Action item:
Your response must consist of the listing below, repeated exactly.

Given data:
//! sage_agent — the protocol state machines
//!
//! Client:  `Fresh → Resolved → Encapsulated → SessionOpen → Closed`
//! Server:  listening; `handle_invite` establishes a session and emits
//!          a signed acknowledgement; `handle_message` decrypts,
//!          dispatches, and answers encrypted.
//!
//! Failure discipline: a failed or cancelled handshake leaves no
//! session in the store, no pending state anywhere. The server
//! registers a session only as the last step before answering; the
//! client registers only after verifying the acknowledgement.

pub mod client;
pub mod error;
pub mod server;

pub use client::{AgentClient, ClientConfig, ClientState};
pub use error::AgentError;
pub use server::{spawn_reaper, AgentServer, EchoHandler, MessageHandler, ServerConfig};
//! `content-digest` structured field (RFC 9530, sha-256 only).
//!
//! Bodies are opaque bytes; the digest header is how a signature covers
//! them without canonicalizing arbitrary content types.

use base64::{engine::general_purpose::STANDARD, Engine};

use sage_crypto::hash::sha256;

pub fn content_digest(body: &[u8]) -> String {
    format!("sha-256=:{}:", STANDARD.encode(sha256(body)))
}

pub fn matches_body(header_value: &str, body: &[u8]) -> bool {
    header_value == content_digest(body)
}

Answer for this exercise:
//! sage_agent — the protocol state machines
//!
//! Client:  `Fresh → Resolved → Encapsulated → SessionOpen → Closed`
//! Server:  listening; `handle_invite` establishes a session and emits
//!          a signed acknowledgement; `handle_message` decrypts,
//!          dispatches, and answers encrypted.
//!
//! Failure discipline: a failed or cancelled handshake leaves no
//! session in the store, no pending state anywhere. The server
//! registers a session only as the last step before answering; the
//! client registers only after verifying the acknowledgement.

pub mod client;
pub mod error;
pub mod server;

pub use client::{AgentClient, ClientConfig, ClientState};
pub use error::AgentError;
pub use server::{spawn_reaper, AgentServer, EchoHandler, MessageHandler, ServerConfig};
//! `content-digest` structured field (RFC 9530, sha-256 only).
//!
//! Bodies are opaque bytes; the digest header is how a signature covers
//! them without canonicalizing arbitrary content types.

use base64::{engine::general_purpose::STANDARD, Engine};

use sage_crypto::hash::sha256;

pub fn content_digest(body: &[u8]) -> String {
    format!("sha-256=:{}:", STANDARD.encode(sha256(body)))
}

pub fn matches_body(header_value: &str, body: &[u8]) -> bool {
    header_value == content_digest(body)
}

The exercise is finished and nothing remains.